Cropping netCDF restart files to nested domains

If needed, regrid a coarse netCDF restart file to the nested grid resolution using GAMAP routine regridh_restart_nc.pro.

Cropping netCDF files can be easily achieved with tools such as CDO or NCO. For example, CDO has a SELBOX operator for selecting a box by specifying the lat/lon bounds:

cdo sellonlatbox,lon1,lon2,lat1,lat2 infile outfile

See page 44 of the CDO guide for more information.

--Melissa Sulprizio (talk) 19:04, 3 May 2017 (UTC)

GEOS-Chem v11-02

Planned updated for this version include:

  1. wetscav_mod.F module-level variables H2O2s and SO2s will be output to the GEOS-Chem restart file and then initialized to the values saved in the restart file at the start of the next simulation. Prior to this update, both H2O2s and SO2s were initialized to the H2O2 and SO2 tracer concentrations at the start of every simulation. This change will impact multi-segmented runs only.
  2. get_ndep_mod.F variables DRY_TOTN and WET_TOTN, which represesnt total deposited nitrogen, will be output to the GEOS-Chem restart file and then initialized to the values saved in the restart file at the start of the next simulation. Prior to this update, both variables were initialized to zero at the start of every simulation. Storing them in the restart file may improve accuracy of soil NOx emissions over multi-segmented runs. This change will impact multi-segmented runs only.

GEOS-Chem v11-01

Impact of Output File Format Change

While migrating from binary punch to netCDF file formats is a structural change, several changes are also being introduced which will result in output differences. These changes include the following:

  1. Starting in v11-01f, species will always be written to the GEOS-Chem netCDF restart file and will always be initialized to restart file values if present in the file. In contrast, when using binary punch format restart files, species are initialized to background values stored in globchem.dat by default unless the option to read/write the species restart file is turned on in input.geos. This change will only impact multi-segmented full chemistry runs where users previously did not enable the species restart file.
  2. Starting in v11-01f, species units will be [mol/mol] in the netCDF restart file while they are in [molec/cm3/box] in the binary punch restart file. This change will facilitate the future replacement of tracers with species. However, due to the meteorology state-dependency of the unit conversion from [molec/cm3] to [mol/mol], there will be small differences in [molec/mc3] species values between using binary punch and Netcdf in multi-segmented runs. This is because the meteorology used at restart write is the timestep before the simulation end time while the meteorology used at restart read is the simulation start time which is the same as previous end time. This change will only impact multi-segmented full chemistry runs where users previously enabled the species restart file.

Output files in v11-01

Output files in GEOS-Chem v11-01 are listed below.
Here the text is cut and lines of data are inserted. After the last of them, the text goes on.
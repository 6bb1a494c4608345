//! Controller configuration
//!
//! Built once at startup and shared as `Arc<ControllerConfig>`. Nothing in
//! the controller reads process-wide state.

use std::time::Duration;

use kube::ResourceExt;

use crate::crd::FlinkApplication;
use crate::{Error, Result};

/// Default job-manager REST port
pub const DEFAULT_JOBMANAGER_PORT: u16 = 8081;

/// Default age after which a task-manager heartbeat counts as stale
pub const DEFAULT_HEARTBEAT_STALENESS: Duration = Duration::from_secs(120);

/// Default time a recovered job stays Red after its last failure
pub const DEFAULT_FAILING_WINDOW: Duration = Duration::from_secs(60);

/// Default field manager for Kubernetes writes
pub const DEFAULT_FIELD_MANAGER: &str = "flinkop";

/// Tunables for the reconciliation core
#[derive(Clone, Debug, PartialEq, Eq)]
pub struct ControllerConfig {
    /// Job-manager REST port, also exposed on the versioned Service
    pub jobmanager_port: u16,
    /// Heartbeats older than this mark a task manager unhealthy
    pub heartbeat_staleness: Duration,
    /// A running job observed failing within this window is Red
    pub failing_window: Duration,
    /// Field manager name for object creation
    pub field_manager: String,
}

impl Default for ControllerConfig {
    fn default() -> Self {
        Self {
            jobmanager_port: DEFAULT_JOBMANAGER_PORT,
            heartbeat_staleness: DEFAULT_HEARTBEAT_STALENESS,
            failing_window: DEFAULT_FAILING_WINDOW,
            field_manager: DEFAULT_FIELD_MANAGER.to_string(),
        }
    }
}

impl ControllerConfig {
    /// Reject values that would make every task manager stale or disable
    /// the job-manager endpoint
    pub fn validate(&self) -> Result<()> {
        if self.jobmanager_port == 0 {
            return Err(Error::config("jobmanager port must be non-zero"));
        }
        if self.heartbeat_staleness.is_zero() {
            return Err(Error::config("heartbeat staleness must be positive"));
        }
        if self.field_manager.is_empty() {
            return Err(Error::config("field manager must not be empty"));
        }
        Ok(())
    }

    /// Base URL of the job manager serving `hash` of `app`.
    ///
    /// Points at the versioned Service so a replacement cluster is never
    /// confused with the one it replaces.
    pub fn jobmanager_url(&self, app: &FlinkApplication, hash: &str) -> String {
        format!(
            "http://{}-{}.{}:{}",
            app.name_any(),
            hash,
            app.namespace_or_default(),
            self.jobmanager_port
        )
    }
}
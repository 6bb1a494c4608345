//! Error types for the flinkop controller
//!
//! Transport errors from the Kubernetes API and the job manager are wrapped
//! transparently so callers see the collaborator's message unchanged.
//! Protocol-contract violations get their own variants.

use flinkop_client::ClientError;
use thiserror::Error;

/// Main error type for flinkop operations
#[derive(Debug, Error)]
pub enum Error {
    /// Kubernetes API error
    #[error(transparent)]
    Kube(#[from] kube::Error),

    /// Job-manager REST error
    #[error(transparent)]
    JobManager(#[from] ClientError),

    /// The job manager accepted a submission but returned no job id
    #[error("unable to submit job: invalid job id")]
    InvalidJobId,

    /// More than one job on the cluster is running or finished
    #[error("found {} active jobs: {}", job_ids.len(), job_ids.join(", "))]
    AmbiguousActiveJob {
        /// Ids of every active job
        job_ids: Vec<String>,
    },

    /// An operation needs a job id but none is recorded in status
    #[error("no job id recorded for application {app}")]
    MissingJobId {
        /// Application name
        app: String,
    },

    /// A savepoint poll was requested without a trigger id
    #[error("no savepoint trigger id recorded for application {app}")]
    MissingSavepointTrigger {
        /// Application name
        app: String,
    },

    /// Invalid controller configuration
    #[error("configuration error: {message}")]
    Config {
        /// Description of what's invalid
        message: String,
    },
}

impl Error {
    /// Create a configuration error
    pub fn config(msg: impl Into<String>) -> Self {
        Self::Config {
            message: msg.into(),
        }
    }

    /// Whether this error is a Kubernetes 404
    pub fn is_not_found(&self) -> bool {
        self.api_code() == Some(404)
    }

    /// Whether this error is a Kubernetes 409 (object already exists)
    pub fn is_conflict(&self) -> bool {
        self.api_code() == Some(409)
    }

    fn api_code(&self) -> Option<u16> {
        match self {
            Error::Kube(kube::Error::Api(ae)) => Some(ae.code),
            _ => None,
        }
    }
}

#[cfg(test)]
mod tests {
    use super::*;

    fn api_error(code: u16, message: &str) -> kube::Error {
        kube::Error::Api(kube::error::ErrorResponse {
            status: "Failure".to_string(),
            message: message.to_string(),
            reason: "Test".to_string(),
            code,
        })
    }

    #[test]
    fn invalid_job_id_message_is_exact() {
        assert_eq!(
            Error::InvalidJobId.to_string(),
            "unable to submit job: invalid job id"
        );
    }

    #[test]
    fn transport_errors_keep_their_message() {
        let source = ClientError::Status {
            endpoint: "http://app-0a1b2c3d.flink:8081/overview".to_string(),
            status: 502,
            body: "bad gateway".to_string(),
        };
        let expected = source.to_string();
        let err: Error = source.into();
        assert_eq!(err.to_string(), expected);

        let kube_err = api_error(500, "etcd unavailable");
        let expected = kube_err.to_string();
        let err: Error = kube_err.into();
        assert_eq!(err.to_string(), expected);
    }

    #[test]
    fn not_found_is_detected_only_for_404() {
        assert!(Error::from(api_error(404, "gone")).is_not_found());
        assert!(!Error::from(api_error(409, "exists")).is_not_found());
        assert!(!Error::InvalidJobId.is_not_found());
    }

    #[test]
    fn ambiguous_active_job_lists_ids() {
        let err = Error::AmbiguousActiveJob {
            job_ids: vec!["a".to_string(), "b".to_string()],
        };
        assert_eq!(err.to_string(), "found 2 active jobs: a, b");
    }

    #[test]
    fn missing_ids_name_the_application() {
        let err = Error::MissingJobId {
            app: "wordcount".to_string(),
        };
        assert!(err.to_string().contains("wordcount"));

        let err = Error::MissingSavepointTrigger {
            app: "wordcount".to_string(),
        };
        assert!(err.to_string().contains("savepoint trigger"));
    }

    #[test]
    fn conflict_is_detected_only_for_409() {
        assert!(Error::from(api_error(409, "exists")).is_conflict());
        assert!(!Error::from(api_error(404, "gone")).is_conflict());
        assert!(!Error::config("bad").is_conflict());
    }

    #[test]
    fn config_error_message() {
        let err = Error::config("jobmanager port must be non-zero");
        assert_eq!(
            err.to_string(),
            "configuration error: jobmanager port must be non-zero"
        );
    }
}
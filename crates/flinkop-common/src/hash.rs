//! Application spec hashing
//!
//! The hash identifies one revision of a `FlinkApplication`'s deployable
//! spec. It is written into resource names and the `flink-app-hash` label, so
//! it must be stable across processes and toolchain versions.

use std::collections::BTreeMap;

use kube::ResourceExt;
use serde_json::Value;
use tracing::warn;

use crate::crd::FlinkApplication;

/// Spec field excluded from the hash: it changes during the savepoint
/// handoff without requiring a new cluster
const SAVEPOINT_INFO_FIELD: &str = "savepointInfo";

/// Compute a short deterministic hash of a string.
///
/// SHA-256 truncated to its first 4 bytes, as 8 lowercase hex chars. Unlike
/// `DefaultHasher`, the output never changes between Rust releases.
pub fn deterministic_hash(input: &str) -> String {
    use aws_lc_rs::digest;
    let hash = digest::digest(&digest::SHA256, input.as_bytes());
    hash.as_ref()[..4]
        .iter()
        .fold(String::with_capacity(8), |mut s, b| {
            use std::fmt::Write;
            let _ = write!(s, "{:02x}", b);
            s
        })
}

/// Hash of an application's deployable spec.
///
/// Covers the normalized spec minus savepoint info, rendered as compact JSON
/// with object keys sorted at every level. Metadata and status never
/// contribute. Any change to the rendered form redeploys every running
/// application.
pub fn hash_for_application(app: &FlinkApplication) -> String {
    deterministic_hash(&canonical_spec(app))
}

/// Compact JSON of the hashed part of the spec
fn canonical_spec(app: &FlinkApplication) -> String {
    let spec = app.spec.normalized();
    let mut value = match serde_json::to_value(&spec) {
        Ok(value) => value,
        Err(e) => {
            // Unreachable for string-keyed structs; keep the hash app-specific
            warn!(app = %app.name_any(), error = %e, "spec did not serialize, hashing debug form");
            return format!("{:?}", spec);
        }
    };
    if let Some(fields) = value.as_object_mut() {
        fields.remove(SAVEPOINT_INFO_FIELD);
    }
    sort_keys(value).to_string()
}

/// Rebuild objects in key order, independent of serde_json's map backing
fn sort_keys(value: Value) -> Value {
    match value {
        Value::Object(map) => Value::Object(
            map.into_iter()
                .map(|(k, v)| (k, sort_keys(v)))
                .collect::<BTreeMap<_, _>>()
                .into_iter()
                .collect(),
        ),
        Value::Array(items) => Value::Array(items.into_iter().map(sort_keys).collect()),
        other => other,
    }
}
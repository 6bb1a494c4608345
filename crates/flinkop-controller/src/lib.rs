//! Reconciliation core for Flink applications on Kubernetes
//!
//! Detects drift between a `FlinkApplication` and its live Deployments,
//! creates and deletes cluster revisions, drives jobs through the
//! job-manager REST API and derives status and health.
//!
//! The outer reconcile loop and status persistence live outside this crate.

#![deny(missing_docs)]

pub mod cluster;
pub mod controller;
pub mod deployments;
pub mod job;
pub mod k8s;
pub mod resources;
pub mod status;

#[cfg(test)]
mod testing;

pub use cluster::{ClusterController, ComponentDeployer, JobManagerDeployer, TaskManagerDeployer};
pub use controller::FlinkController;
pub use deployments::{DeploymentComparator, DeploymentSet};
pub use job::{get_active_job, JobController};
pub use k8s::{K8sCluster, K8sObject, KubeCluster};
pub use status::StatusReconciler;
File Data Format Description
trac_avg.{met}_{grid}_{sim}.YYYYMMDDhh BPCH GEOS-Chem output diagnostic data
GEOSChem_restart.YYYYMMDDhhmm NetCDF GEOS-Chem output restart file containing advected tracer concentrations in units of [mol/mol]. If running a full chemistry simulation, then the restart file will also contain species concentrations, also in units of [mol/mol]. If running a mercury simulation, then the restart file will also contain ocean mercury data.
HEMCO_restart.YYYYMMDDhhmm NetCDF HEMCO output restart file
HEMCO_diagnostics.YYYYMMDDhhmm NetCDF HEMCO output diagnostics data
Optional output files:
stations.YYYYMMDDhh BPCH Diagnostic output file that contains ND48 station timeseries output as specified in input.geos.
tsYYYYMMDDhh.bpch BPCH Diagnostic output file that contains ND49 instantaneous timeseries output as specified in input.geos.
ts_24hr_avg.YYYYMMDDhh.bpch BPCH Diagnostic output file that contains ND50 24-hour average timeseries output as specified in input.geos.
ts_satellite.YYYYMMDDhh.bpch BPCH Diagnostic output file that contains ND51 local-time-average (satellite) timeseries output as specified in input.geos.
paranox_ts.YYYYMMDDhh.bpch BPCH Diagnostic output file that contains ND63 ship timeseries output as specified in input.geos.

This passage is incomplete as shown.